В прямом смысле, конечно, нет; но если взять всю совокупность его деятельности за последние двадцать лет его жизни, его пропаганду, его credo неохристианского анархиста чистой воды, то — не будь он Лев Николаевич Толстой, он давно бы очутился в местах «довольно отдаленных», откуда мог бы перебраться и за границу.
Весь его умственный, нравственный и общественный склад был характерен для самого типичного эмигранта.
Наша полицейская власть даже и его желала бы заставить молчать и лишить свободы.
Единственный из всех, когда-либо живших у нас писателей, он был отлучен синодом от церкви. И в редакционных сферах не раз заходила речь о том, чтобы покарать его за разрушительные идеи и писания.

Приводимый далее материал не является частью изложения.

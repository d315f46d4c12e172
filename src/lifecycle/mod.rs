//! Lifecycle management subsystem.
//!
//! # Data Flow
//! ```text
//! Startup (startup.rs):
//!     Validate config → Build registry/selector/client → Initial screen
//!     → Spawn health loop → Bind listeners → Serve
//!
//! Shutdown (shutdown.rs):
//!     Signal received → Switch flipped → Servers drain, health loop exits
//!
//! Signals (signals.rs):
//!     SIGTERM/SIGINT → Trigger graceful shutdown
//! ```
//!
//! # Design Decisions
//! - Ordered startup: config first, then core, then listeners
//! - One shutdown switch reaches every long-running task, even late subscribers

pub mod shutdown;
pub mod signals;
pub mod startup;

pub use shutdown::{Shutdown, ShutdownSignal};
pub use startup::{Balancer, StartupError};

Можно сказать, что и в среде наших самых выдающихся эмигрантов немного было таких стойких защитников своего исповедания веры, как Толстой. Имена едва ли только не троих можно привести здесь, из которых один так и умер в изгнании, а двое других вернулись на родину после падения царского режима: это — Герцен, Плеханов и Кропоткин.
С Толстым я был лично знаком, но давно уже с ним не видался. Вполне сочувственного отношенияк его проповеди я не мог разделять и не видел серьезного мотива являться к нему в качестве гостя или репортера в Ясную Поляну. Но наши сношения оставались чрезвычайно мягкими и благодушными. Я не видал между нами ни малейшего повода к какому-либо личному неудовольствию, к каким-либо счетам.